A New Class of Chiral Metal-Halide Materials: the AB2X6 Perovskitoid
Marco Moroni a, Clarissa Coccia a, Andrea Dibenedetto a, Giulia Folpini b, Heyong Wang b, Isabel Pinto Goncalves b, Maddalena Patrini c, Massimo Boiocchi d, Annamaria Petrozza b, Edoardo Mosconi e, Filippo De Angelis e f, Lorenzo Malavasi a
a Department of Chemistry and INSTM, University of Pavia, via Taramelli 16, Pavia, 27100, Italy
b Center for Nano Science and Technology@PoliMi, Istituto Italiano di Tecnologia, Milan, Italy
c Department of Physics and CNISM, University of Pavia, via Bassi 6, Pavia, 27100, Italy
d Centro Grandi Strumenti, University of Pavia, via Bassi 21, Pavia, 27100, Italy
e CNR di Scienze e Tecnologie Chimiche “Giulio Natta” (CNR-SCITEC) institute, via Dell’Elce di Sotto 8, Perugia, 06123, Italy
f Department of Chemistry, Biology and Biotechnology, University of Perugia, via Dell’Elce di Sotto 8, Perugia, 06123, Italy
Materials for Sustainable Development Conference (MATSUS)
Proceedings of MATSUS Fall 2024 Conference (MATSUSFall24)
#ChiNano - Exploring Chiral Nanostructured Materials and Plasmonics for Energy applications
Lausanne, Switzerland, 2024 November 12th - 15th
Organizers: Sascha Feldmann, Magalí Lingenfelder and Giulia Tagliabue
Oral, Marco Moroni, presentation 194
DOI: https://doi.org/10.29363/nanoge.matsusfall.2024.194
Publication date: 28th August 2024

In the recent years, chiral hybrid organic inorganic perovskites (HOIPs) have emerged as auspicious materials for optoelectronics, spintronics, photodetection, energy harvesting and more, allowing for the absorption and subsequent emission of polarized light with an enhanced tunability over the electromagnetic spectrum [1, 2]. In this growing field, a plethora of 2D and quasi-2D materials have been reported, as well as few 1D and 0D ones, demonstrating the attainment of promising chiroptoelectronic and spin-polarization features [3]. However, all these materials lack of metal-halide octahedra interconnection in the three dimensions, issue reasonably affecting their 3D conductivity thus limiting the practical applications, as the layers of organic cations behave as dielectrics [4]. Hence, development of such 3D-interconnected materials is a current research challenge, since the steric hindrance of many organic cations prevents the accordance with the Goldschmidt tolerance factor and only allows 3D chiral HOIPs to remain in the theoretical development stage.

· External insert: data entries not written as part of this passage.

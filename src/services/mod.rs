pub mod admin;
pub mod multi_file;
pub mod single_file;

pub use admin::AdminService;
pub use multi_file::MultiFileService;
pub use single_file::SingleFileService;
use axum::{
    Json,
    http::StatusCode,
    response::{IntoResponse, Response},
};
use serde::{Deserialize, Serialize};
use utoipa::ToSchema;

/// 统一API响应格式
#[derive(Debug, Serialize, Deserialize, ToSchema)]
pub struct ApiResponse<T> {
    /// 业务响应码
    pub code: i32,
    /// 响应消息（中文）
    pub msg: String,
    /// 响应数据
    pub data: Option<T>,
}

impl<T> ApiResponse<T>
where
    T: Serialize,
{
    /// 创建成功响应
    pub fn success(data: T) -> Self {
        Self {
            code: ResponseCode::SUCCESS,
            msg: "操作成功".to_string(),
            data: Some(data),
        }
    }

    /// 创建成功响应（仅消息）
    pub fn message_success<M: Into<String>>(msg: M) -> ApiResponse<()> {
        ApiResponse {
            code: ResponseCode::SUCCESS,
            msg: msg.into(),
            data: None,
        }
    }

    /// 创建错误响应
    pub fn error(code: i32, msg: String) -> ApiResponse<()> {
        ApiResponse {
            code,
            msg,
            data: None,
        }
    }

    /// 创建错误响应（带数据）
    pub fn error_with_data(code: i32, msg: String, data: T) -> Self {
        Self {
            code,
            msg,
            data: Some(data),
        }
    }
}

impl<T> IntoResponse for ApiResponse<T>
where
    T: Serialize,
{
    fn into_response(self) -> Response {
        // 根据业务响应码确定HTTP状态码
        let status = match self.code {
            ResponseCode::SUCCESS => StatusCode::OK,
            ResponseCode::BAD_REQUEST => StatusCode::BAD_REQUEST,
            ResponseCode::UNAUTHORIZED => StatusCode::UNAUTHORIZED,
            ResponseCode::MISMATCHED_CREDENTIALS => StatusCode::FORBIDDEN,
            ResponseCode::NOT_FOUND => StatusCode::NOT_FOUND,
            ResponseCode::DUPLICATE_RESOURCE => StatusCode::CONFLICT,
            _ => StatusCode::INTERNAL_SERVER_ERROR,
        };

        (status, Json(self)).into_response()
    }
}

/// 业务响应码常量
pub struct ResponseCode;

impl ResponseCode {
    /// 成功响应码
    pub const SUCCESS: i32 = 200;

    /// 客户端错误 4xx
    pub const BAD_REQUEST: i32 = 400;
    pub const UNAUTHORIZED: i32 = 401;
    pub const MISMATCHED_CREDENTIALS: i32 = 403;
    pub const NOT_FOUND: i32 = 404;
    pub const DUPLICATE_RESOURCE: i32 = 409; // Conflict

    /// 服务器错误 5xx
    pub const INTERNAL_ERROR: i32 = 500;
    pub const DATABASE_ERROR: i32 = 501;
    pub const STORAGE_ERROR: i32 = 502;
    pub const CACHE_ERROR: i32 = 503;
}
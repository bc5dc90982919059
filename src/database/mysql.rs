use super::{Database, Dialect, OrmConfig, PoolConfig, PoolOptionsSource};
use crate::error::AppResult;
use serde::{Deserialize, Serialize};

/// MySQL 数据库配置（`[mysql]`）
#[derive(Debug, Clone, Serialize, Deserialize)]
#[serde(default)]
pub struct MysqlConfig {
    pub host: String,
    pub port: u16,
    pub user: String,
    pub password: String,
    pub db_name: String,
    /// 连接参数，原样拼接到连接串的查询部分
    pub parameters: String,
    #[serde(flatten)]
    pub pool: PoolConfig,
}

impl Default for MysqlConfig {
    fn default() -> Self {
        Self {
            host: "127.0.0.1".to_string(),
            port: 3306,
            user: "root".to_string(),
            password: String::new(),
            db_name: String::new(),
            parameters: "charset=utf8mb4".to_string(),
            pool: PoolConfig::default(),
        }
    }
}

impl MysqlConfig {
    /// 数据库连接串
    pub fn dsn(&self) -> String {
        let mut dsn = format!(
            "mysql://{}:{}@{}:{}/{}",
            urlencoding::encode(&self.user),
            urlencoding::encode(&self.password),
            self.host,
            self.port,
            self.db_name
        );
        if !self.parameters.is_empty() {
            dsn.push('?');
            dsn.push_str(&self.parameters);
        }
        dsn
    }

    pub async fn connect(&self, orm: &OrmConfig) -> AppResult<Database> {
        Database::connect(
            &self.dsn(),
            Dialect::Mysql,
            PoolOptionsSource::Config(&self.pool),
            orm,
        )
        .await
    }
}
pub mod config;
pub mod docs;
pub mod error;
pub mod response;

pub mod auth;
pub mod cache;
pub mod database;
pub mod handlers;
pub mod models;
pub mod repositories;
pub mod routes;
pub mod services;
pub mod session;
pub mod storage;
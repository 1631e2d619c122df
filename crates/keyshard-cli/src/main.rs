//! keyshard: split a secret into passphrase-sealed shards and hand them to trustees
//!
//! All commands share one config file. Shards and manifests are exchanged
//! through the directory transport rooted at `transport.data_dir`.

use anyhow::{bail, Context, Result};
use clap::{Parser, Subcommand, ValueEnum};
use indicatif::{ProgressBar, ProgressStyle};
use keyshard_backup::{
    collect_shards, open_shard_message, recover_secret, BackupOrchestrator, BackupRequest,
    DeferredShard, JsonDeferredQueue, MetadataService,
};
use keyshard_core::config::{expand_tilde, KeyshardConfig};
use keyshard_core::{
    BackupMetadata, BackupStatus, EncryptedShard, PublishedShard, ShardConfig, Trustee,
};
use keyshard_crypto::{validate_strength, KdfParams, Keypair, Secret};
use keyshard_transport::{DirTransport, Transport};
use secrecy::{ExposeSecret, SecretString};
use serde::{Deserialize, Serialize};
use std::path::{Path, PathBuf};
use std::sync::Arc;
use std::time::Duration;
use tokio_util::sync::CancellationToken;
use zeroize::Zeroizing;

#[derive(Parser, Debug)]
#[command(name = "keyshard", about = "Threshold secret backup to trustees", version)]
struct Cli {
    /// Path to keyshard config file
    #[arg(
        long,
        short = 'c',
        env = "KEYSHARD_CONFIG",
        default_value = "~/.config/keyshard/keyshard.toml"
    )]
    config: PathBuf,

    /// Log level filter, overridden by KEYSHARD_LOG (default: config log_level)
    #[arg(long)]
    log: Option<String>,

    /// Log format (default: config log_format)
    #[arg(long, value_enum)]
    log_format: Option<LogFormat>,

    #[command(subcommand)]
    command: Commands,
}

#[derive(Clone, Debug, ValueEnum)]
enum LogFormat {
    Json,
    Text,
}
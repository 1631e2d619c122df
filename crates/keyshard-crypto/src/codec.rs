//! Shard payload codec
//!
//! Binary layout (v1, big-endian), sealed inside the passphrase ciphertext:
//! ```text
//! [4 bytes: "KSHD"][1: version = 1][1: index][1: threshold][1: total]
//! [2 bytes: data length][N bytes: shard data]
//! ```
//!
//! The outer `EncryptedShard` repeats index/threshold/total in the clear.
//! After decryption the embedded copy must match the outer one exactly, so a
//! relabelled shard (e.g. someone edits `threshold` in the JSON) is rejected
//! instead of being interpolated.

use keyshard_core::{EncryptedShard, KeyshardError, KeyshardResult, ShardConfig};
use secrecy::SecretString;
use zeroize::Zeroizing;

use crate::passphrase::{self, KdfParams};
use crate::split::RawShard;

pub const CODEC_MAGIC: &[u8; 4] = b"KSHD";
pub const CODEC_VERSION: u8 = 1;
pub const HEADER_LEN: usize = 4 + 1 + 3 + 2;

/// Quorum fields as carried by the outer `EncryptedShard`.
#[derive(Debug, Clone, Copy, PartialEq, Eq)]
pub struct ShardHeader {
    pub index: u8,
    pub threshold: u8,
    pub total_shards: u8,
}

impl From<&EncryptedShard> for ShardHeader {
    fn from(shard: &EncryptedShard) -> Self {
        Self {
            index: shard.index,
            threshold: shard.threshold,
            total_shards: shard.total_shards,
        }
    }
}

/// Encode a raw shard and its quorum into the v1 payload.
pub fn encode(raw: &RawShard, config: &ShardConfig) -> KeyshardResult<Zeroizing<Vec<u8>>> {
    if raw.index == 0 || raw.index > config.total_shards() {
        return Err(KeyshardError::InvalidPayload(format!(
            "shard index {} outside 1..={}",
            raw.index,
            config.total_shards()
        )));
    }
    let len = u16::try_from(raw.data.len()).map_err(|_| {
        KeyshardError::InvalidPayload(format!("shard data too large: {} bytes", raw.data.len()))
    })?;

    let mut out = Zeroizing::new(Vec::with_capacity(HEADER_LEN + raw.data.len()));
    out.extend_from_slice(CODEC_MAGIC);
    out.push(CODEC_VERSION);
    out.push(raw.index);
    out.push(config.threshold());
    out.push(config.total_shards());
    out.extend_from_slice(&len.to_be_bytes());
    out.extend_from_slice(&raw.data);
    Ok(out)
}

/// Decode a v1 payload, checking it against the outer header.
pub fn decode(payload: &[u8], header: &ShardHeader) -> KeyshardResult<RawShard> {
    if payload.len() < HEADER_LEN {
        return Err(KeyshardError::InvalidPayload(format!(
            "payload too short: {} bytes",
            payload.len()
        )));
    }
    if &payload[..4] != CODEC_MAGIC {
        return Err(KeyshardError::InvalidPayload("bad magic".into()));
    }
    if payload[4] != CODEC_VERSION {
        return Err(KeyshardError::InvalidPayload(format!(
            "unsupported codec version {}",
            payload[4]
        )));
    }

    let embedded = ShardHeader {
        index: payload[5],
        threshold: payload[6],
        total_shards: payload[7],
    };
    if embedded != *header {
        return Err(KeyshardError::InconsistentShards(format!(
            "embedded header {embedded:?} does not match outer header {header:?}"
        )));
    }
    // Re-validate quorum bounds; the header may come from an old or hostile writer.
    ShardConfig::new(embedded.threshold, embedded.total_shards)?;
    if embedded.index == 0 || embedded.index > embedded.total_shards {
        return Err(KeyshardError::InvalidPayload(format!(
            "shard index {} outside 1..={}",
            embedded.index, embedded.total_shards
        )));
    }

    let len = usize::from(u16::from_be_bytes([payload[8], payload[9]]));
    let data = &payload[HEADER_LEN..];
    if data.len() != len {
        return Err(KeyshardError::InvalidPayload(format!(
            "declared {len} data bytes, found {}",
            data.len()
        )));
    }

    Ok(RawShard {
        index: embedded.index,
        data: data.to_vec(),
    })
}

/// Encode a raw shard and encrypt it under the passphrase.
pub fn seal_shard(
    raw: &RawShard,
    config: &ShardConfig,
    passphrase: &SecretString,
    params: &KdfParams,
) -> KeyshardResult<EncryptedShard> {
    let payload = encode(raw, config)?;
    let encrypted_data = passphrase::encrypt(&payload, passphrase, params)?;
    Ok(EncryptedShard {
        index: raw.index,
        encrypted_data,
        total_shards: config.total_shards(),
        threshold: config.threshold(),
    })
}

/// Decrypt an encrypted shard and decode it, rejecting header disagreement.
pub fn open_shard(
    shard: &EncryptedShard,
    passphrase: &SecretString,
    params: &KdfParams,
) -> KeyshardResult<RawShard> {
    let payload = passphrase::decrypt(&shard.encrypted_data, passphrase, params)?;
    decode(&payload, &ShardHeader::from(shard))
}
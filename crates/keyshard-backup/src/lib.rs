//! keyshard-backup: splitting a secret across trustees and getting it back
//!
//! Backup: validate → split → seal each shard under the passphrase →
//! distribute each shard to its trustee through a fresh disposable identity
//! (or defer it) → publish a self-encrypted manifest.
//!
//! Recovery: fetch the manifest → collect shards from trustees → open
//! `threshold` of them → join.

pub mod deferred;
pub mod distribution;
pub mod metadata;
pub mod orchestrator;
pub mod recovery;

pub use deferred::{DeferredQueue, DeferredShard, JsonDeferredQueue, MemoryDeferredQueue};
pub use distribution::{offset_for, DistributionOutcome, DistributionSettings, Distributor};
pub use metadata::MetadataService;
pub use orchestrator::{BackupAbort, BackupOrchestrator, BackupOutcome, BackupRequest};
pub use recovery::{collect_shards, open_shard_message, recover_secret};
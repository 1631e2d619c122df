use serde::{Deserialize, Serialize};

use crate::error::{KeyshardError, KeyshardResult};

/// Smallest allowed reconstruction threshold.
pub const MIN_THRESHOLD: u8 = 2;
/// Largest allowed reconstruction threshold.
pub const MAX_THRESHOLD: u8 = 5;
/// Smallest allowed number of shards.
pub const MIN_SHARDS: u8 = 3;
/// Largest allowed number of shards.
pub const MAX_SHARDS: u8 = 10;

/// Current `BackupMetadata` format version.
pub const METADATA_VERSION: u32 = 1;

/// Quorum parameters for one backup session.
///
/// Only constructible through [`ShardConfig::new`], so a value in hand is
/// always valid.
#[derive(Debug, Clone, Copy, PartialEq, Eq, Serialize)]
#[serde(rename_all = "camelCase")]
pub struct ShardConfig {
    threshold: u8,
    total_shards: u8,
}

impl ShardConfig {
    /// Validate and build a config: `2 ≤ threshold ≤ 5`, `3 ≤ total ≤ 10`,
    /// `threshold ≤ total`.
    pub fn new(threshold: u8, total_shards: u8) -> KeyshardResult<Self> {
        if !(MIN_SHARDS..=MAX_SHARDS).contains(&total_shards) {
            return Err(KeyshardError::InvalidShardCount { total_shards });
        }
        if !(MIN_THRESHOLD..=MAX_THRESHOLD).contains(&threshold) || threshold > total_shards {
            return Err(KeyshardError::InvalidThreshold {
                threshold,
                total_shards,
            });
        }
        Ok(Self {
            threshold,
            total_shards,
        })
    }

    pub fn threshold(&self) -> u8 {
        self.threshold
    }

    pub fn total_shards(&self) -> u8 {
        self.total_shards
    }
}

impl<'de> Deserialize<'de> for ShardConfig {
    fn deserialize<D: serde::Deserializer<'de>>(deserializer: D) -> Result<Self, D::Error> {
        #[derive(Deserialize)]
        #[serde(rename_all = "camelCase")]
        struct Raw {
            threshold: u8,
            total_shards: u8,
        }

        let raw = Raw::deserialize(deserializer)?;
        ShardConfig::new(raw.threshold, raw.total_shards).map_err(serde::de::Error::custom)
    }
}

/// A shard after passphrase encryption: the only shard form that may be
/// persisted or transmitted.
#[derive(Debug, Clone, PartialEq, Eq, Serialize, Deserialize)]
#[serde(rename_all = "camelCase")]
pub struct EncryptedShard {
    /// 1-based shard index (the Shamir x-coordinate)
    pub index: u8,
    /// base64(`salt ‖ iv ‖ ciphertext ‖ tag`)
    pub encrypted_data: String,
    pub total_shards: u8,
    pub threshold: u8,
}

impl EncryptedShard {
    /// Serialize to the JSON payload carried by the transport.
    pub fn to_json(&self) -> KeyshardResult<String> {
        serde_json::to_string(self)
            .map_err(|e| KeyshardError::InvalidPayload(format!("encoding shard: {e}")))
    }

    pub fn from_json(data: &str) -> KeyshardResult<Self> {
        serde_json::from_str(data)
            .map_err(|e| KeyshardError::InvalidPayload(format!("decoding shard: {e}")))
    }
}

/// A party chosen to hold one shard.
#[derive(Debug, Clone, PartialEq, Eq, Hash, Serialize, Deserialize)]
pub struct Trustee {
    /// Hex-encoded 32-byte public key
    pub pubkey: String,
}

impl Trustee {
    pub fn new(pubkey: impl Into<String>) -> Self {
        Self {
            pubkey: pubkey.into(),
        }
    }
}

/// Record of one shard successfully handed to the transport.
#[derive(Debug, Clone, PartialEq, Eq, Serialize, Deserialize)]
#[serde(rename_all = "camelCase")]
pub struct PublishedShard {
    /// Run that produced the shard
    #[serde(default)]
    pub backup_id: String,
    pub event_id: String,
    pub recipient_pubkey: String,
    pub relays: Vec<String>,
    pub shard_index: u8,
    /// Unix seconds
    pub published_at: u64,
    /// Public half of the one-time identity that signed the message
    pub disposable_key: String,
}

/// Trustee ↔ shard assignment as recorded in the manifest.
#[derive(Debug, Clone, PartialEq, Eq, Serialize, Deserialize)]
#[serde(rename_all = "camelCase")]
pub struct TrusteeEntry {
    pub pubkey: String,
    pub shard_index: u8,
}

/// Where a shard message lives on the transport.
#[derive(Debug, Clone, PartialEq, Eq, Serialize, Deserialize)]
#[serde(rename_all = "camelCase")]
pub struct ShardEvent {
    pub event_id: String,
    pub recipient_pubkey: String,
    pub relays: Vec<String>,
    pub shard_index: u8,
    pub published_at: u64,
}

impl From<&PublishedShard> for ShardEvent {
    fn from(p: &PublishedShard) -> Self {
        Self {
            event_id: p.event_id.clone(),
            recipient_pubkey: p.recipient_pubkey.clone(),
            relays: p.relays.clone(),
            shard_index: p.shard_index,
            published_at: p.published_at,
        }
    }
}

/// A shard that was deferred and has not been published yet.
#[derive(Debug, Clone, PartialEq, Eq, Serialize, Deserialize)]
#[serde(rename_all = "camelCase")]
pub struct PendingShard {
    /// Run that produced the shard; ties the entry to its deferred-queue record
    #[serde(default)]
    pub backup_id: String,
    pub recipient_pubkey: String,
    pub shard_index: u8,
    /// Unix seconds at which the shard is scheduled to appear
    pub publish_at: u64,
}

/// The owner-only manifest: which shard went to which trustee via which message.
#[derive(Debug, Clone, PartialEq, Eq, Serialize, Deserialize)]
#[serde(rename_all = "camelCase")]
pub struct BackupMetadata {
    pub version: u32,
    pub created_at: u64,
    pub threshold: u8,
    pub total_shards: u8,
    pub trustees: Vec<TrusteeEntry>,
    pub shard_events: Vec<ShardEvent>,
    #[serde(default, skip_serializing_if = "Vec::is_empty")]
    pub pending_shards: Vec<PendingShard>,
}

impl BackupMetadata {
    /// At least `threshold` shards are recorded as published.
    pub fn is_valid(&self) -> bool {
        self.threshold > 0 && usize::from(self.threshold) <= self.shard_events.len()
    }

    /// Every shard of the backup has been published.
    pub fn is_finalized(&self) -> bool {
        self.shard_events.len() == usize::from(self.total_shards)
    }

    pub fn to_json(&self) -> KeyshardResult<String> {
        serde_json::to_string(self)
            .map_err(|e| KeyshardError::MetadataBuildFailed(format!("serializing metadata: {e}")))
    }

    pub fn from_json(data: &str) -> KeyshardResult<Self> {
        serde_json::from_str(data)
            .map_err(|e| KeyshardError::MetadataFetchFailed(format!("parsing metadata: {e}")))
    }
}

/// Result of probing one shard's message on its recorded relays.
#[derive(Debug, Clone, PartialEq, Eq, Serialize, Deserialize)]
#[serde(rename_all = "camelCase")]
pub struct ShardHealth {
    pub shard_index: u8,
    pub healthy: bool,
    /// Relays from which the message could be fetched
    pub relays: Vec<String>,
}

/// Coarse orchestrator state.
#[derive(Debug, Clone, Copy, PartialEq, Eq, Default, Serialize, Deserialize)]
#[serde(rename_all = "kebab-case")]
pub enum BackupStatus {
    #[default]
    Idle,
    CreatingShards,
    Publishing,
    Complete,
    Error,
}

/// Progress snapshot exposed to the UI layer.
#[derive(Debug, Clone, PartialEq, Eq, Default, Serialize, Deserialize)]
#[serde(rename_all = "camelCase")]
pub struct BackupProgress {
    pub status: BackupStatus,
    pub current_step: u32,
    pub total_steps: u32,
    pub message: String,
    /// Machine-readable error code when `status == Error`
    #[serde(default, skip_serializing_if = "Option::is_none")]
    pub error: Option<String>,
}
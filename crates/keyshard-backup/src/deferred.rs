//! Deferred shard queue: shards whose scheduled publication is too far out
//! are stored locally and published later by `drain_deferred`.
//!
//! Two backends implement [`DeferredQueue`]:
//!   - **JSON** ([`JsonDeferredQueue`]): write-through to a single file,
//!     replaced atomically via temp+rename on every change.
//!   - **Memory** ([`MemoryDeferredQueue`]): for tests and one-shot runs.
//!
//! Entries hold only passphrase-encrypted shards, never raw shard data.

use anyhow::{Context, Result};
use keyshard_core::{EncryptedShard, PendingShard};
use serde::{Deserialize, Serialize};
use std::path::{Path, PathBuf};
use std::sync::{Mutex, MutexGuard, PoisonError};

/// A shard waiting for its publication time.
#[derive(Debug, Clone, PartialEq, Eq, Serialize, Deserialize)]
#[serde(rename_all = "camelCase")]
pub struct DeferredShard {
    /// Run that produced the shard; only that run's manifest may record it
    #[serde(default)]
    pub backup_id: String,
    pub encrypted_shard: EncryptedShard,
    /// Hex public key of the trustee
    pub recipient_pubkey: String,
    pub relays: Vec<String>,
    /// Unix seconds when the entry was queued
    pub stored_at: u64,
    /// Unix seconds the message will be stamped with
    pub publish_at: u64,
}

impl DeferredShard {
    pub fn shard_index(&self) -> u8 {
        self.encrypted_shard.index
    }

    /// The manifest's view of this entry.
    pub fn pending(&self) -> PendingShard {
        PendingShard {
            backup_id: self.backup_id.clone(),
            recipient_pubkey: self.recipient_pubkey.clone(),
            shard_index: self.encrypted_shard.index,
            publish_at: self.publish_at,
        }
    }
}

/// Storage for deferred shards, shared between a backup run and later drains.
pub trait DeferredQueue: Send + Sync {
    /// Durably store one entry.
    fn push(&self, shard: DeferredShard) -> Result<()>;
    /// Snapshot of all entries in insertion order.
    fn list(&self) -> Result<Vec<DeferredShard>>;
    /// Remove an entry equal to `shard`; returns whether one was found.
    fn remove(&self, shard: &DeferredShard) -> Result<bool>;
    fn len(&self) -> Result<usize> {
        Ok(self.list()?.len())
    }
    fn is_empty(&self) -> Result<bool> {
        Ok(self.len()? == 0)
    }
}

fn lock<T>(m: &Mutex<T>) -> MutexGuard<'_, T> {
    m.lock().unwrap_or_else(PoisonError::into_inner)
}

/// Queue persisted to a JSON file.
pub struct JsonDeferredQueue {
    path: PathBuf,
    entries: Mutex<Vec<DeferredShard>>,
}

impl JsonDeferredQueue {
    /// Load or create a queue at the given path.
    /// If the file doesn't exist, starts empty and creates it on first push.
    pub fn open(path: &Path) -> Result<Self> {
        let entries = if path.exists() {
            let content = std::fs::read_to_string(path)
                .with_context(|| format!("reading deferred queue: {}", path.display()))?;
            serde_json::from_str(&content)
                .with_context(|| format!("parsing deferred queue: {}", path.display()))?
        } else {
            Vec::new()
        };

        Ok(Self {
            path: path.to_path_buf(),
            entries: Mutex::new(entries),
        })
    }

    pub fn path(&self) -> &Path {
        &self.path
    }

    fn persist(&self, entries: &[DeferredShard]) -> Result<()> {
        if let Some(parent) = self.path.parent() {
            std::fs::create_dir_all(parent)
                .with_context(|| format!("creating queue dir: {}", parent.display()))?;
        }

        let json = serde_json::to_string_pretty(entries).context("serializing deferred queue")?;

        let tmp_path = self.path.with_extension("tmp");
        std::fs::write(&tmp_path, &json)
            .with_context(|| format!("writing deferred queue temp: {}", tmp_path.display()))?;
        std::fs::rename(&tmp_path, &self.path)
            .with_context(|| format!("renaming deferred queue: {}", self.path.display()))?;
        Ok(())
    }
}

impl DeferredQueue for JsonDeferredQueue {
    fn push(&self, shard: DeferredShard) -> Result<()> {
        let mut entries = lock(&self.entries);
        entries.push(shard);
        if let Err(e) = self.persist(&entries) {
            // Keep memory and disk in agreement.
            entries.pop();
            return Err(e);
        }
        Ok(())
    }

    fn list(&self) -> Result<Vec<DeferredShard>> {
        Ok(lock(&self.entries).clone())
    }

    fn remove(&self, shard: &DeferredShard) -> Result<bool> {
        let mut entries = lock(&self.entries);
        let Some(pos) = entries.iter().position(|e| e == shard) else {
            return Ok(false);
        };
        let removed = entries.remove(pos);
        if let Err(e) = self.persist(&entries) {
            entries.insert(pos, removed);
            return Err(e);
        }
        Ok(true)
    }
}

/// Queue held in memory only.
#[derive(Default)]
pub struct MemoryDeferredQueue {
    entries: Mutex<Vec<DeferredShard>>,
}

impl MemoryDeferredQueue {
    pub fn new() -> Self {
        Self::default()
    }
}

impl DeferredQueue for MemoryDeferredQueue {
    fn push(&self, shard: DeferredShard) -> Result<()> {
        lock(&self.entries).push(shard);
        Ok(())
    }

    fn list(&self) -> Result<Vec<DeferredShard>> {
        Ok(lock(&self.entries).clone())
    }

    fn remove(&self, shard: &DeferredShard) -> Result<bool> {
        let mut entries = lock(&self.entries);
        match entries.iter().position(|e| e == shard) {
            Some(pos) => {
                entries.remove(pos);
                Ok(true)
            }
            None => Ok(false),
        }
    }
}

#[cfg(test)]
mod tests {
    use super::*;

    fn entry(index: u8, publish_at: u64) -> DeferredShard {
        DeferredShard {
            backup_id: "run-1".into(),
            encrypted_shard: EncryptedShard {
                index,
                encrypted_data: "c2VhbGVk".into(),
                total_shards: 10,
                threshold: 3,
            },
            recipient_pubkey: format!("{index:02x}").repeat(32),
            relays: vec!["relay-a".into()],
            stored_at: 1_000,
            publish_at,
        }
    }

    #[test]
    fn test_json_queue_persists() {
        let tmp = tempfile::tempdir().unwrap();
        let path = tmp.path().join("state").join("deferred.json");

        let queue = JsonDeferredQueue::open(&path).unwrap();
        assert!(queue.is_empty().unwrap());
        queue.push(entry(9, 5_000)).unwrap();
        queue.push(entry(10, 6_000)).unwrap();
        assert!(path.exists());
        assert!(!path.with_extension("tmp").exists());

        let reopened = JsonDeferredQueue::open(&path).unwrap();
        let entries = reopened.list().unwrap();
        assert_eq!(entries, vec![entry(9, 5_000), entry(10, 6_000)]);
    }

    #[test]
    fn test_json_queue_remove() {
        let tmp = tempfile::tempdir().unwrap();
        let path = tmp.path().join("deferred.json");
        let queue = JsonDeferredQueue::open(&path).unwrap();
        queue.push(entry(9, 5_000)).unwrap();
        queue.push(entry(10, 6_000)).unwrap();

        assert!(queue.remove(&entry(9, 5_000)).unwrap());
        assert!(!queue.remove(&entry(9, 5_000)).unwrap());

        let reopened = JsonDeferredQueue::open(&path).unwrap();
        assert_eq!(reopened.len().unwrap(), 1);
        assert_eq!(reopened.list().unwrap()[0].shard_index(), 10);
    }

    #[test]
    fn test_json_queue_rejects_corrupt_file() {
        let tmp = tempfile::tempdir().unwrap();
        let path = tmp.path().join("deferred.json");
        std::fs::write(&path, "{ not a list").unwrap();
        assert!(JsonDeferredQueue::open(&path).is_err());
    }

    #[test]
    fn test_wire_format() {
        let json = serde_json::to_string(&entry(9, 5_000)).unwrap();
        assert!(json.contains("\"encryptedShard\""));
        assert!(json.contains("\"recipientPubkey\""));
        assert!(json.contains("\"publishAt\":5000"));
        assert!(json.contains("\"backupId\":\"run-1\""));

        // Entries queued before runs were tagged load with an empty id.
        let legacy = json.replace("\"backupId\":\"run-1\",", "");
        let parsed: DeferredShard = serde_json::from_str(&legacy).unwrap();
        assert!(parsed.backup_id.is_empty());
    }

    #[test]
    fn test_pending_view() {
        let pending = entry(9, 5_000).pending();
        assert_eq!(pending.shard_index, 9);
        assert_eq!(pending.publish_at, 5_000);
        assert_eq!(pending.backup_id, "run-1");
    }

    #[test]
    fn test_memory_queue() {
        let queue = MemoryDeferredQueue::new();
        queue.push(entry(4, 1)).unwrap();
        assert_eq!(queue.len().unwrap(), 1);
        assert!(queue.remove(&entry(4, 1)).unwrap());
        assert!(queue.is_empty().unwrap());
    }
}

In the present work, we report for the first time the attainment of a chiral AB2X6 perovskitoid, incorporating the chiral diamine R/S-3-aminoquinuclidine (R/S-3-AQ) and featuring 3D interconnection of the octahedra. Managing the reaction conditions, (R/S-3-AQ)Pb2Br6 as well as the 2D counterpart [(R/S-3-AQ)2PbBr4]·2Br were obtained, enabling us to investigate the role of dimensionality on the chiroptical response and conductivity. By UV-Vis absorption spectra we observed sharp absorption edges at ca. 410 and 390 nm for (R/S-3-AQ)Pb2Br6 and [(R/S-3-AQ)2PbBr4]·2Br, respectively, values resulting in a direct bandgap of ca. 3.0 and 3.2 eV. The CD signals indicated a substantially higher maximum for the 2D materials, in terms of mdeg, along with a gCD of 4·10-4 (R) and -3·10-4 (S), almost on order of magnitude larger than the 3D perovskitoid, namely 6·10-5 (R) and -9·10-5 (S). This issue was expected and ascribed to the minor content of chiral molecules per formula unit of (R/S-3-AQ)Pb2Br6. Resistivity measurement as well as theoretical calculations are now ongoing to determine the conductivity features of (R/S-3-AQ)Pb2Br6 and [(R/S-3-AQ)2PbBr4]·2Br, thus the influence of material dimensionality on the charge transport. With this pioneering work we aim to disclose new parameters, i.e. dimensionality and consequently octahedra interconnection, on the conductivity of chiral perovskite-related materials, potentially enriching the application fields of this promising class of compounds.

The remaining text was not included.